Your objective ▸
Without changing anything, transcribe all of the entries.
-------- Data for this task
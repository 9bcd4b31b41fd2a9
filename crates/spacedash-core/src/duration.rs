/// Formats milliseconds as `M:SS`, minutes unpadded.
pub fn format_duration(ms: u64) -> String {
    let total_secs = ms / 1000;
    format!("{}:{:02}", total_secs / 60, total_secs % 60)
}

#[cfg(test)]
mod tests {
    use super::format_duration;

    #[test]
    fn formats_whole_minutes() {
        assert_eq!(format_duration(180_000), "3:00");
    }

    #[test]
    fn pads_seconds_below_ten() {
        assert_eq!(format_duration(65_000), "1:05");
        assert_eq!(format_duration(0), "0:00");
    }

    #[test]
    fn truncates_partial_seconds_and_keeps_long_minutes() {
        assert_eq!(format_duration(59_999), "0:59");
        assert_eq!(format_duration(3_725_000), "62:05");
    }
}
----------------
Solved exercise ▸
repository 9bcd4b31b41fd2a9
filename crates/spacedash-core/src/duration.rs
/// Formats milliseconds as `M:SS`, minutes unpadded.
pub fn format_duration(ms: u64) -> String {
    let total_secs = ms / 1000;
    format!("{}:{:02}", total_secs / 60, total_secs % 60)
}

#[cfg(test)]
mod tests {
    use super::format_duration;

    #[test]
    fn formats_whole_minutes() {
        assert_eq!(format_duration(180_000), "3:00");
    }

    #[test]
    fn pads_seconds_below_ten() {
        assert_eq!(format_duration(65_000), "1:05");
        assert_eq!(format_duration(0), "0:00");
    }

    #[test]
    fn truncates_partial_seconds_and_keeps_long_minutes() {
        assert_eq!(format_duration(59_999), "0:59");
        assert_eq!(format_duration(3_725_000), "62:05");
    }
}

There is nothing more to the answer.